What’s also interesting when reviewing the line of case law presented in my Article is that USGBC’s Antitrust Compliance Policy states that “from an antitrust standpoint, [USGBC] will be commonly referred to as a trade association. Trade organizations are subject to antitrust scrutiny because they involve meetings of competitors, but they frequently engage in a number of legitimate, pro-competitive and lawful activities. In order to avoid allegations of illegal price signaling, there should be no communications or discussions between any USGBC members either at USGBC meetings or at any other time about (a) current or future prices, pricing plans or production plans, or (b) announcements of price changes or output changes. . . . As a general matter, each member should be extremely careful and seek legal advice before engaging in any conduct that could possibly provide evidence to support allegations of collusion.”
As it turns out, though, the antitrust issues raised in my Article are more than just legal theory. As you may know, back in October, the Coalition for Fair Forest Certification filed a complaint with the Federal Trade Commission (FTC) alleging anti-competitive behavior on the part of FSC and USGBC. Among other things, the complaint alleges that “the preference shown for FSC-certified products by the USGBC raises concerns about the viability of fair competition with other domestic certification programs. The Coalition submits that USGBC and FSC operate in tandem to disadvantage wood products certified by SFI and other certification systems.

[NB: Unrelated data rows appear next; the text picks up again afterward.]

mod helpers;

mod merge_tests;
mod write_tests;
use serde::{Deserialize, Serialize};

// ━━━━━━━━━━━━━━━━━━━━━━━━━━━━━━━━━━━━━━━━━━━━━━━━━━━━━━━━━━━━━━━━━━
// Dialogue backend connection
// ━━━━━━━━━━━━━━━━━━━━━━━━━━━━━━━━━━━━━━━━━━━━━━━━━━━━━━━━━━━━━━━━━━

#[derive(Debug, Clone, Serialize, Deserialize)]
pub struct BackendConfig {
    /// Per-deployment subdomain (e.g. `"acme"`). Prefixes both hosts.
    #[serde(default)]
    pub domain: Option<String>,
    #[serde(default = "d_runtime_host")]
    pub runtime_host: String,
    #[serde(default = "d_transcripts_host")]
    pub transcripts_host: String,
    /// Full base URL override for the runtime API (scheme included).
    #[serde(default)]
    pub runtime_url: Option<String>,
    /// Full base URL override for the transcripts API (scheme included).
    #[serde(default)]
    pub transcripts_url: Option<String>,
    #[serde(default)]
    pub api_key: Option<String>,
    #[serde(default)]
    pub version_id: Option<String>,
    #[serde(default)]
    pub project_id: Option<String>,
    #[serde(default = "d_10000")]
    pub timeout_ms: u64,
}

impl Default for BackendConfig {
    fn default() -> Self {
        Self {
            domain: None,
            runtime_host: d_runtime_host(),
            transcripts_host: d_transcripts_host(),
            runtime_url: None,
            transcripts_url: None,
            api_key: None,
            version_id: None,
            project_id: None,
            timeout_ms: 10_000,
        }
    }
}

impl BackendConfig {
    /// Base URL of the dialogue runtime (reset + interact).
    pub fn runtime_base_url(&self) -> String {
        if let Some(url) = &self.runtime_url {
            return url.trim_end_matches('/').to_owned();
        }
        match self.domain() {
            Some(domain) => format!("https://{domain}.{}", self.runtime_host),
            None => format!("https://{}", self.runtime_host),
        }
    }

    /// Base URL of the transcripts API.
    pub fn transcripts_base_url(&self) -> String {
        if let Some(url) = &self.transcripts_url {
            return url.trim_end_matches('/').to_owned();
        }
        match self.domain() {
            Some(domain) => {
                // `api.example.com` becomes `api.<domain>.example.com`.
                match self.transcripts_host.split_once('.') {
                    Some((head, rest)) => format!("https://{head}.{domain}.{rest}"),
                    None => format!("https://{domain}.{}", self.transcripts_host),
                }
            }
            None => format!("https://{}", self.transcripts_host),
        }
    }

    fn domain(&self) -> Option<&str> {
        self.domain.as_deref().filter(|d| !d.is_empty())
    }
}

// ── serde default helpers ───────────────────────────────────────────

fn d_runtime_host() -> String {
    "general-runtime.voiceflow.com".into()
}
fn d_transcripts_host() -> String {
    "api.voiceflow.com".into()
}
fn d_10000() -> u64 {
    10_000
}
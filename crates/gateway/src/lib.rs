//! dmbridge gateway: the HTTP surface, turn runtime and bootstrap glue.

pub mod api;
pub mod bootstrap;
pub mod cli;
pub mod runtime;
pub mod state;
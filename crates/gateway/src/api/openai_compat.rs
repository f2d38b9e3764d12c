//! OpenAI-compatible `/chat/completions` endpoint for voice-agent platforms.
//!
//! The platform posts the call's message list on every caller turn.  The
//! bridge advances the backend dialogue, then answers with a streamed
//! `chat.completion.chunk` sequence: one content delta per spoken trace,
//! exactly one terminal chunk (a `transferCall` or `endCall` function call,
//! or a plain `stop`), and the `[DONE]` sentinel.

use std::convert::Infallible;

use axum::extract::rejection::JsonRejection;
use axum::extract::State;
use axum::http::{header, StatusCode};
use axum::response::sse::{Event, Sse};
use axum::response::{IntoResponse, Json, Response};
use futures_util::stream::Stream;
use serde::{Deserialize, Serialize};

use dm_domain::error::Error;
use dm_domain::events::BridgeEvent;

use crate::runtime::turn::resolve_user_id;
use crate::runtime::{prepare_turn, spawn_archive, PreparedTurn, TraceTranslator, TurnInput, TurnOutcome};
use crate::state::AppState;

// ━━━━━━━━━━━━━━━━━━━━━━━━━━━━━━━━━━━━━━━━━━━━━━━━━━━━━━━━━━━━━━━━━━
// Request types
// ━━━━━━━━━━━━━━━━━━━━━━━━━━━━━━━━━━━━━━━━━━━━━━━━━━━━━━━━━━━━━━━━━━

#[derive(Debug, Deserialize)]
pub struct TurnRequest {
    #[serde(default)]
    pub messages: Vec<ChatMessage>,
    pub call: CallDescriptor,
    /// Function manifest offered by the platform.  Accepted, not consumed.
    #[serde(default)]
    pub tools: Option<Vec<serde_json::Value>>,
}

#[derive(Debug, Deserialize)]
pub struct ChatMessage {
    #[serde(default)]
    pub role: String,
    #[serde(default)]
    pub content: Option<String>,
}

#[derive(Debug, Deserialize)]
pub struct CallDescriptor {
    pub id: String,
    #[serde(default)]
    pub customer: Option<Customer>,
}

#[derive(Debug, Deserialize)]
pub struct Customer {
    #[serde(default)]
    pub number: Option<String>,
}

impl TurnRequest {
    pub fn turn_input(&self) -> TurnInput {
        let number = self
            .call
            .customer
            .as_ref()
            .and_then(|c| c.number.as_deref());
        TurnInput {
            call_id: self.call.id.clone(),
            user_id: resolve_user_id(&self.call.id, number),
            utterance: self
                .messages
                .last()
                .map(|m| m.content.clone().unwrap_or_default()),
        }
    }
}

// ━━━━━━━━━━━━━━━━━━━━━━━━━━━━━━━━━━━━━━━━━━━━━━━━━━━━━━━━━━━━━━━━━━
// Streaming chunk types
// ━━━━━━━━━━━━━━━━━━━━━━━━━━━━━━━━━━━━━━━━━━━━━━━━━━━━━━━━━━━━━━━━━━

#[derive(Debug, Serialize)]
pub struct ChatChunk {
    id: String,
    object: &'static str,
    created: i64,
    model: String,
    choices: Vec<ChunkChoice>,
}

#[derive(Debug, Serialize)]
struct ChunkChoice {
    index: u32,
    delta: ChunkDelta,
    finish_reason: Option<&'static str>,
}

#[derive(Debug, Serialize)]
#[serde(untagged)]
enum ChunkDelta {
    Content {
        content: String,
    },
    FunctionCall {
        content: Option<String>,
        function_call: FunctionCall,
    },
    Empty {},
}

#[derive(Debug, Serialize)]
struct FunctionCall {
    name: &'static str,
    arguments: String,
}

/// Builds every chunk of one turn with a shared id and model tag.
#[derive(Debug, Clone)]
pub struct ChunkFactory {
    id: String,
    model: String,
}

impl ChunkFactory {
    pub fn new(model: impl Into<String>) -> Self {
        Self {
            id: format!("chatcmpl-{}", uuid::Uuid::new_v4()),
            model: model.into(),
        }
    }

    fn chunk(&self, delta: ChunkDelta, finish_reason: Option<&'static str>) -> ChatChunk {
        ChatChunk {
            id: self.id.clone(),
            object: "chat.completion.chunk",
            created: chrono::Utc::now().timestamp(),
            model: self.model.clone(),
            choices: vec![ChunkChoice {
                index: 0,
                delta,
                finish_reason,
            }],
        }
    }

    pub fn content(&self, text: String) -> ChatChunk {
        self.chunk(ChunkDelta::Content { content: text }, None)
    }

    pub fn function_call(&self, name: &'static str, arguments: String) -> ChatChunk {
        self.chunk(
            ChunkDelta::FunctionCall {
                content: None,
                function_call: FunctionCall { name, arguments },
            },
            None,
        )
    }

    pub fn stop(&self) -> ChatChunk {
        self.chunk(ChunkDelta::Empty {}, Some("stop"))
    }

    /// The single terminal chunk for `outcome`.
    pub fn terminal(&self, outcome: TurnOutcome, forwarding_number: Option<&str>) -> ChatChunk {
        match outcome {
            TurnOutcome::TransferCall => {
                self.function_call("transferCall", transfer_arguments(forwarding_number))
            }
            TurnOutcome::EndCall => self.function_call("endCall", "{}".into()),
            TurnOutcome::Stop => self.stop(),
        }
    }
}

fn transfer_arguments(forwarding_number: Option<&str>) -> String {
    match forwarding_number {
        Some(number) => serde_json::json!({ "destination": number }).to_string(),
        None => {
            tracing::warn!("transfer requested but no forwarding number is configured");
            "{}".into()
        }
    }
}

// ━━━━━━━━━━━━━━━━━━━━━━━━━━━━━━━━━━━━━━━━━━━━━━━━━━━━━━━━━━━━━━━━━━
// POST /chat/completions
// ━━━━━━━━━━━━━━━━━━━━━━━━━━━━━━━━━━━━━━━━━━━━━━━━━━━━━━━━━━━━━━━━━━

pub async fn chat_completions(
    State(state): State<AppState>,
    body: Result<Json<TurnRequest>, JsonRejection>,
) -> Response {
    let body = match body {
        Ok(Json(body)) => body,
        Err(rejection) => {
            let err = Error::InvalidRequest(rejection.body_text());
            tracing::warn!(error = %err, "turn request rejected");
            return error_response(&err).into_response();
        }
    };

    BridgeEvent::InboundTurn {
        call_id: body.call.id.clone(),
        messages: body.messages.len(),
        tools: body.tools.as_ref().map_or(0, Vec::len),
    }
    .emit();
    tracing::debug!(request = ?body, "turn request received");

    let input = body.turn_input();
    let turn = match prepare_turn(&state, input).await {
        Ok(turn) => turn,
        Err(e) => {
            tracing::error!(call_id = %body.call.id, error = %e, "turn failed");
            return error_response(&e).into_response();
        }
    };

    let stream = make_turn_stream(state, turn);
    (
        [(header::CONNECTION, "keep-alive")],
        Sse::new(stream),
    )
        .into_response()
}

/// Translate the turn's traces into framed chunks, then archive.
///
/// Content deltas are yielded as each trace is translated; the terminal
/// chunk and `[DONE]` follow once every trace has been consumed.
fn make_turn_stream(
    state: AppState,
    turn: PreparedTurn,
) -> impl Stream<Item = Result<Event, Infallible>> {
    async_stream::stream! {
        let chunks = ChunkFactory::new(state.config.call.model.clone());
        let mut translator = TraceTranslator::new();

        for trace in &turn.traces {
            if let Some(text) = translator.feed(trace) {
                if let Ok(data) = serde_json::to_string(&chunks.content(text)) {
                    yield Ok(Event::default().data(data));
                }
            }
        }

        let outcome = translator.outcome();
        BridgeEvent::TurnTranslated {
            call_id: turn.call_id.clone(),
            deltas: translator.deltas(),
            end_call: translator.end_call(),
            transfer_call: translator.transfer_call(),
        }
        .emit();
        tracing::debug!(text = %translator.assistant_text(), ?outcome, "assistant turn");

        if outcome == TurnOutcome::EndCall
            && state.config.sessions.evict_on_end
            && state.sessions.forget(&turn.call_id)
        {
            BridgeEvent::SessionEvicted {
                call_id: turn.call_id.clone(),
                reason: "end_call".into(),
            }
            .emit();
        }

        let terminal = chunks.terminal(outcome, state.config.call.forwarding_number.as_deref());
        if let Ok(data) = serde_json::to_string(&terminal) {
            yield Ok(Event::default().data(data));
        }

        // Terminate the stream with [DONE].
        yield Ok(Event::default().data("[DONE]"));

        spawn_archive(state.archiver.clone(), turn.user_id.clone());
    }
}

// ━━━━━━━━━━━━━━━━━━━━━━━━━━━━━━━━━━━━━━━━━━━━━━━━━━━━━━━━━━━━━━━━━━
// Helpers
// ━━━━━━━━━━━━━━━━━━━━━━━━━━━━━━━━━━━━━━━━━━━━━━━━━━━━━━━━━━━━━━━━━━

/// Non-streamed failure body: `500 {"error": "<message>"}`.
fn error_response(err: &Error) -> (StatusCode, Json<serde_json::Value>) {
    (
        StatusCode::INTERNAL_SERVER_ERROR,
        Json(serde_json::json!({ "error": err.to_string() })),
    )
}
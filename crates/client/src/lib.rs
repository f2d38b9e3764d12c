//! `dm-client`: dialogue backend client crate for dmbridge.
//!
//! Provides the [`DialogueBackend`] and [`TranscriptArchiver`] traits the
//! turn handler is written against, typed request bodies matching the
//! backend wire format, and a production REST implementation
//! ([`RestDialogueClient`]).
//!
//! # Quick start
//!
//! ```rust,no_run
//! use dm_domain::config::BackendConfig;
//! use dm_domain::dialogue::DialogueAction;
//! use dm_client::{DialogueBackend, RestDialogueClient};
//!
//! # async fn example() -> dm_domain::error::Result<()> {
//! let cfg = BackendConfig::default();
//! let client = RestDialogueClient::new(&cfg)?;
//!
//! client.reset_user_state("+15550100").await?;
//! let traces = client
//!     .advance_dialogue("+15550100", &DialogueAction::Launch)
//!     .await?;
//!
//! println!("backend returned {} traces", traces.len());
//! # Ok(())
//! # }
//! ```

pub mod provider;
pub mod rest;
pub mod types;

// ── Re-exports for ergonomic imports ─────────────────────────────────

pub use provider::{DialogueBackend, TranscriptArchiver};
pub use rest::{from_reqwest, RestDialogueClient};
pub use types::{InteractRequest, TranscriptRecord, TurnConfig};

Thus, to the extent an investigation is warranted, the [FTC's] Bureau of Competition should look closely at the conduct of USGBC and its favoring of FSC certification.” It’s unclear what the current status of the complaint is and whether FTC has initiated any sort of investigation.
My Article concludes with some recommendations for policymakers, including a suggestion that the “LEED Certifiable” concept and general trend towards flexibility in how green building legislation is implemented may be an implicit acknowledgment of these emerging antitrust issues. I also present a number of other federal cases that are similarly interesting to review in light of current green building regulatory activity. I would also note that the bases raised in my Article are by no means the only antitrust grounds on which LEED or other third-party systems might be challenged at some point.
Finally, I do expect many of these antitrust considerations to crystalize further during the course of 2010 as USGBC begins to evaluate various forest certification systems against its Benchmark and the Coalition for Fair Forest Certification’s complaint moves forward within the FTC.